Monday, May 31, 2004

Happy Birthday to Me!

Yes, today is my birthday. Last month I thought turning 28 would be like dying a horrible death but today and the few days leading up to my birthday I've been thinking that I was just a bit crazy to think such a thing. :-) It's not the end of the world, and it's not the end of anything. As always, your birthday comes and goes. There are just so many things that I want to do by the time I reach 30 and its a bit scary to know that I am now only two years away from reaching that point.

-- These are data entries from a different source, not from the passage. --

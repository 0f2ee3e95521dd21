//! Search node: one candidate program state plus its statistics.

use serde::{Deserialize, Serialize};

/// Index of a node inside the [`SearchTree`](super::SearchTree) arena.
pub type NodeId = usize;

/// Default UCB1 exploration weight (√2).
pub const DEFAULT_EXPLORATION_WEIGHT: f64 = std::f64::consts::SQRT_2;

#[derive(Debug, Clone, Serialize, Deserialize, PartialEq)]
pub struct Node {
    /// Full program text from the root down to this node.
    pub state: String,
    /// Back-reference used by backpropagation. `None` only for the root.
    pub parent: Option<NodeId>,
    /// Children in expansion order. Append-only.
    pub children: Vec<NodeId>,
    pub visits: u32,
    /// Sum of rewards backpropagated through this node.
    pub value: f64,
    /// A rollout of this exact state passed the harness.
    pub is_terminal: bool,
    pub is_fully_expanded: bool,
}

impl Node {
    pub(crate) fn new(state: String, parent: Option<NodeId>) -> Self {
        Self {
            state,
            parent,
            children: Vec::new(),
            visits: 0,
            value: 0.0,
            is_terminal: false,
            is_fully_expanded: false,
        }
    }

    /// Mean reward, or 0 for an unvisited node.
    pub fn mean_value(&self) -> f64 {
        if self.visits == 0 {
            0.0
        } else {
            self.value / self.visits as f64
        }
    }

    /// UCB1 score given the parent's visit count.
    ///
    /// Unvisited nodes score `+∞` so they are always explored first.
    /// `parent_visits` is floored at 1 so the logarithm stays defined.
    pub fn confidence_score(&self, parent_visits: u32, exploration_weight: f64) -> f64 {
        if self.visits == 0 {
            return f64::INFINITY;
        }
        let parent_visits = parent_visits.max(1) as f64;
        let visits = self.visits as f64;
        self.mean_value() + exploration_weight * (parent_visits.ln() / visits).sqrt()
    }
}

And I got a great present from the Ministry of Transportation. Not only do I have to get my license plate renewed at $72, but I also have to get my driver's license renewed, which is another $50. So, once again I thank the Government. Actually it's not that bad. It is a luxury to be able to drive and have a car so I am grateful.

Family is coming over today for dinner and cake. Life is good. God is good. Actually God is awesome, faithful, true, loving, merciful and kind. I couldn't ask for more.

Sunday, May 30, 2004

Today at church.

I went to church today. I haven't been to church in over a month. My mom, Skye, Matthew and I went. I was surprised when I asked my mom if she'd like to go and she actually said yes. I didn't show her I was surprised but inside I was jumping for joy.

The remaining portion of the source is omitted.